**Exercise**
Return, from the listing below, each line where the word "probe" appears.

**Data for the task**
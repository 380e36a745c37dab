//! UDP broadcast discovery
//!
//! The robot announces itself by sending a UDP datagram to the well-known
//! port on the local network. Discovery binds that port, blocks until one
//! datagram arrives and yields the sender's address; the payload itself is
//! ignored. This is a one-shot operation: after a disconnect the caller
//! starts a fresh discovery cycle.

use crate::error::Result;
use crossbeam_channel::{bounded, Receiver};
use std::net::{IpAddr, Ipv4Addr, SocketAddr, UdpSocket};

/// Block until one broadcast datagram arrives on `port`, then return the
/// sender's IP address.
pub fn wait_for_robot(port: u16) -> Result<IpAddr> {
    let bind = SocketAddr::new(IpAddr::V4(Ipv4Addr::UNSPECIFIED), port);
    let socket = UdpSocket::bind(bind)?;
    log::info!("Listening for robot broadcast on port {}", port);

    let mut buf = [0u8; 64];
    let (_, sender) = socket.recv_from(&mut buf)?;
    log::info!("Robot discovered at {}", sender.ip());
    Ok(sender.ip())
}

/// Run discovery on a background thread.
///
/// Returns a one-shot channel that yields the robot's address, or nothing
/// if the receive failed (the error is logged). Dropping the receiver
/// abandons the result; the thread still exits after the first datagram.
pub fn spawn(port: u16) -> Receiver<IpAddr> {
    let (tx, rx) = bounded(1);
    let builder = std::thread::Builder::new().name("discovery".to_string());
    let spawned = builder.spawn(move || match wait_for_robot(port) {
        Ok(ip) => {
            let _ = tx.send(ip);
        }
        Err(e) => log::warn!("Broadcast discovery failed: {}", e),
    });
    if let Err(e) = spawned {
        log::error!("Failed to spawn discovery thread: {}", e);
    }
    rx
}

#[cfg(test)]
mod tests {
    use super::*;

    #[test]
    fn discovers_sender_address() {
        // Bind an ephemeral port for the test instead of the well-known one.
        let probe = UdpSocket::bind("127.0.0.1:0").unwrap();
        let port = {
            let listener = UdpSocket::bind("127.0.0.1:0").unwrap();
            let port = listener.local_addr().unwrap().port();
            drop(listener);
            port
        };

        let rx = spawn(port);
        // Give the discovery thread time to bind before sending.
        std::thread::sleep(std::time::Duration::from_millis(50));
        probe.send_to(b"IP", ("127.0.0.1", port)).unwrap();

        let ip = rx.recv_timeout(std::time::Duration::from_secs(2)).unwrap();
        assert_eq!(ip, "127.0.0.1".parse::<IpAddr>().unwrap());
    }
}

**Result of this exercise**
        let probe = UdpSocket::bind("127.0.0.1:0").unwrap();
        probe.send_to(b"IP", ("127.0.0.1", port)).unwrap();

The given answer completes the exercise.